One of the real benefits of the Cloud is that you don’t have to decide where things happen. Your Cloud Service Provider (CSP) can place its data centers wherever it can get inexpensive land and power, and staff it with experts at, perhaps, lower pay rates than you can. By taking advantage of scale, your CSP can provide top notch 24 / 7 service to match or exceed what you can in your own facility, probably give you some interesting and inexpensive disaster recovery options, and definitely give you much faster response time to increased demand for resources making your business more agile. Most likely, all of this for less than you are currently paying, often significantly less. It’s all good.
However, as you move an application or workload into the Cloud, Oh where, oh where, has your data all gone? And why should you care?
If you have your own data center or a managed service provider, you probably know exactly where all your data is. There it is, inside a known data center, behind locked doors, with a reliable staff. You probably store your hourly or daily backups in the same place in case of a simple hardware or power failure, and keep some set of backup data off-site in case of a complete building failure. You may also have a remote disaster recovery facility or service. You probably use somebody like Iron Mountain to store archive data as required by law or corporate policy. The bottom line is you know where it all is, and you could actually go get all of it.
In general, this is not true in the Cloud. You may not even know which of your CSP’s data centers has your data. You may not know in what country, or even on what continent. It is quite possible that your disaster recovery site is one place, your backup copies in another, and your main processing somewhere else.
Your data transitions among three “places.”
- Data at Rest: stored data, whether for a short time or a long time. The obvious examples are disk storage containing your databases, other files like documents, and solutions like your email system. It also includes backup copies, archive data, and wandering storage units like thumb drives, portable disk drives (which now include cell phones), CDs and DVDs. Don’t forget all of your workstations and laptops, each with its own multi-gigabyte storage capability.

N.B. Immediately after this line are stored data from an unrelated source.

use rand::RngCore;

use crate::domain::UNIQUE_DATA_LEN;
use crate::ports::NonceSource;

/// Nonce source backed by the operating system RNG.
#[derive(Debug, Default, Clone, Copy)]
pub struct OsNonceSource;

impl NonceSource for OsNonceSource {
    fn unique_data(&self) -> [u8; UNIQUE_DATA_LEN] {
        let mut data = [0u8; UNIQUE_DATA_LEN];
        rand::rngs::OsRng.fill_bytes(&mut data);
        data
    }
}

/// Always returns the same unique data. Test use only.
#[derive(Debug, Clone, Copy)]
pub struct FixedNonceSource(pub [u8; UNIQUE_DATA_LEN]);

impl NonceSource for FixedNonceSource {
    fn unique_data(&self) -> [u8; UNIQUE_DATA_LEN] {
        self.0
    }
}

- Data in Motion: data moving through some network. This could be a small controlled network like that within your data center, or an uncontrolled network like the Internet.

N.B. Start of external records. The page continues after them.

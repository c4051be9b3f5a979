//! # Keyed Digest
//!
//! HMAC-SHA256 authentication tags over encoded challenge bytes.
//!
//! ## Security Invariants
//!
//! - Tags are verified by recomputation, never by trusting an embedded value
//! - Comparison is constant-time over both length and content

use hmac::{Hmac, Mac};
use serde::{Deserialize, Deserializer};
use sha2::Sha256;
use subtle::ConstantTimeEq;
use zeroize::{Zeroize, ZeroizeOnDrop};

type HmacSha256 = Hmac<Sha256>;

/// Length of an authentication tag in bytes.
pub const TAG_LEN: usize = 32;

/// Authentication tag produced by [`compute_tag`].
pub type Tag = [u8; TAG_LEN];

/// Pre-shared server secret.
///
/// Wiped from memory on drop and redacted from `Debug` output.
#[derive(Clone, Default, Zeroize, ZeroizeOnDrop)]
pub struct SharedSecret(Vec<u8>);

impl SharedSecret {
    pub fn new(bytes: impl Into<Vec<u8>>) -> Self {
        Self(bytes.into())
    }

    /// Parse a hex-encoded secret.
    pub fn from_hex(encoded: &str) -> Result<Self, hex::FromHexError> {
        hex::decode(encoded.trim()).map(Self)
    }

    pub fn as_bytes(&self) -> &[u8] {
        &self.0
    }

    pub fn len(&self) -> usize {
        self.0.len()
    }

    pub fn is_empty(&self) -> bool {
        self.0.is_empty()
    }

    /// True if the secret is empty or consists only of zero bytes.
    pub fn is_insecure(&self) -> bool {
        self.0.iter().all(|b| *b == 0)
    }
}

impl std::fmt::Debug for SharedSecret {
    fn fmt(&self, f: &mut std::fmt::Formatter<'_>) -> std::fmt::Result {
        write!(f, "SharedSecret([REDACTED; {}])", self.0.len())
    }
}

impl From<&[u8]> for SharedSecret {
    fn from(bytes: &[u8]) -> Self {
        Self(bytes.to_vec())
    }
}

impl AsRef<[u8]> for SharedSecret {
    fn as_ref(&self) -> &[u8] {
        &self.0
    }
}

impl<'de> Deserialize<'de> for SharedSecret {
    /// Secrets are read from configuration as hex strings.
    fn deserialize<D: Deserializer<'de>>(deserializer: D) -> Result<Self, D::Error> {
        let encoded = String::deserialize(deserializer)?;
        Self::from_hex(&encoded).map_err(serde::de::Error::custom)
    }
}

/// Compute the authentication tag of `data` under `secret`.
pub fn compute_tag(secret: &[u8], data: &[u8]) -> Tag {
    let mut mac = HmacSha256::new_from_slice(secret).expect("HMAC key size is always valid");
    mac.update(data);

    let mut tag = [0u8; TAG_LEN];
    tag.copy_from_slice(&mac.finalize().into_bytes());
    tag
}

/// Recompute the tag of `data` and compare it with `claimed`.
pub fn verify_tag(secret: &[u8], data: &[u8], claimed: &[u8]) -> bool {
    let expected = compute_tag(secret, data);
    constant_time_eq(&expected, claimed)
}

/// Byte comparison whose running time does not depend on where the inputs
/// first differ.
pub fn constant_time_eq(a: &[u8], b: &[u8]) -> bool {
    let max_len = std::cmp::max(a.len(), b.len());

    // Pad with different bytes so a length mismatch can never compare equal
    let mut a_padded = vec![0u8; max_len];
    let mut b_padded = vec![0xFFu8; max_len];
    a_padded[..a.len()].copy_from_slice(a);
    b_padded[..b.len()].copy_from_slice(b);

    let lengths_equal = a.len().ct_eq(&b.len());
    let contents_equal = a_padded.ct_eq(&b_padded);

    (lengths_equal & contents_equal).into()
}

- Data in Process: data being processed within some computer resource like a workstation or server.
In your own datacenter you control all of this. You can see the storage units and the servers, and have properly isolated the internal network for computer-to-computer and computer-to-storage communications. You have policy to cover who can do what with their laptops and all those wandering data storage capabilities.
In the Cloud, you have a lot less control. But why should you care? Depending on the data, maybe because of …
1. Compliance issues.
3. Your own data life-cycle management policies.
4. Discovery orders.
5. Your desire to prevent the loss of confidential data and intellectual property.
If you deal with credit and debit cards, that part of your business is covered by PCI-DSS (Payment Card Industry Data Security Standard). Mess this up and you can lose your ability to accept or process payment cards. This is a very strict compliance standard, for good cause. It is a prime attack target for cyber-criminals, and they are very good at it. I strongly suggest that you don’t try to take this data or processing into the Cloud. About the best you can do today is a hosted private Cloud implementation, and the current success rate for even that is low. Probably in 2-3 years, you can look at it again.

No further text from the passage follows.